Problem requirements: Each line of the data holding "attachment" should be found and copied.

Provided records:
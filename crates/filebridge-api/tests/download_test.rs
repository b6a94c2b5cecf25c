//! Single-use download link integration tests.
//!
//! Run with: `cargo test -p filebridge-api --test download_test`

mod helpers;

use chrono::Duration;
use helpers::{api_path, setup_test_app, setup_test_app_with_storage, test_config};
use serde_json::Value;
use std::sync::Arc;

#[tokio::test]
async fn test_download_link_works_once() {
    let app = setup_test_app();
    let record = app.upload("report.txt", b"quarterly numbers\n").await;

    let response = app
        .client()
        .post(&api_path(&format!("/files/{}/download-token", record.id)))
        .await;
    assert_eq!(response.status_code(), 200);
    let grant = response.json::<Value>();
    let token = grant["token"].as_str().unwrap();
    assert_eq!(
        grant["download_url"],
        format!("{}/dl/{}", helpers::BASE_URL, token)
    );

    let path = format!("/dl/{}", token);
    let download = app.client().get(&path).await;
    assert_eq!(download.status_code(), 200);
    assert_eq!(download.header("content-type"), "application/octet-stream");
    assert_eq!(download.header("content-length"), "18");
    assert_eq!(download.header("cache-control"), "no-store");
    assert_eq!(download.header("x-content-type-options"), "nosniff");
    assert_eq!(download.header("x-file-encoding"), "UTF-8");
    assert_eq!(
        download.header("content-disposition"),
        "attachment; filename=\"report.txt\"; filename*=UTF-8''report.txt"
    );
    assert_eq!(download.as_bytes().as_ref(), b"quarterly numbers\n");

    let replay = app.client().get(&path).await;
    assert_eq!(replay.status_code(), 410);
    assert_eq!(replay.json::<Value>()["code"], "TOKEN_ALREADY_CONSUMED");
}

#[tokio::test]
async fn test_download_link_for_missing_file() {
    let app = setup_test_app();

    let response = app
        .client()
        .post(&api_path(&format!(
            "/files/{}/download-token",
            uuid::Uuid::new_v4()
        )))
        .await;
    assert_eq!(response.status_code(), 404);
}

#[tokio::test]
async fn test_download_after_delete_is_not_found() {
    let app = setup_test_app();
    let record = app.upload("a.txt", b"a").await;
    let path = app.download_path(record.id).await;

    app.client()
        .delete(&api_path(&format!("/files/{}", record.id)))
        .await;

    let response = app.client().get(&path).await;
    assert_eq!(response.status_code(), 404);
}

#[tokio::test]
async fn test_expired_download_link() {
    let app = setup_test_app();
    let record = app.upload("a.txt", b"a").await;
    let path = app.download_path(record.id).await;

    app.clock.advance(Duration::seconds(60));

    let response = app.client().get(&path).await;
    assert_eq!(response.status_code(), 410);
    assert_eq!(response.json::<Value>()["code"], "TOKEN_EXPIRED");
}

#[tokio::test]
async fn test_unknown_download_token() {
    let app = setup_test_app();

    let response = app.client().get("/dl/does-not-exist").await;
    assert_eq!(response.status_code(), 410);
    assert_eq!(response.json::<Value>()["code"], "TOKEN_NOT_FOUND");
}

#[tokio::test]
async fn test_download_name_is_sanitized_in_header() {
    let app = setup_test_app();
    let record = app.upload("../etc/passwd", b"not really").await;
    let path = app.download_path(record.id).await;

    let response = app.client().get(&path).await;
    assert_eq!(response.status_code(), 200);
    let disposition = response.header("content-disposition");
    let disposition = disposition.to_str().unwrap();
    assert!(disposition.starts_with("attachment; filename=\".._etc_passwd\""));
    assert!(!disposition.contains('/'));
}

#[tokio::test]
async fn test_download_from_local_storage() {
    let dir = tempfile::tempdir().unwrap();
    let storage = filebridge_storage::LocalStorage::new(dir.path()).await.unwrap();
    let app = setup_test_app_with_storage(test_config(), Arc::new(storage));

    let record = app.upload("disk.txt", b"stored on disk\n").await;
    let path = app.download_path(record.id).await;

    let response = app.client().get(&path).await;
    assert_eq!(response.status_code(), 200);
    assert_eq!(response.as_bytes().as_ref(), b"stored on disk\n");
}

Solution:
        "attachment; filename=\"report.txt\"; filename*=UTF-8''report.txt"
    assert!(disposition.starts_with("attachment; filename=\".._etc_passwd\""));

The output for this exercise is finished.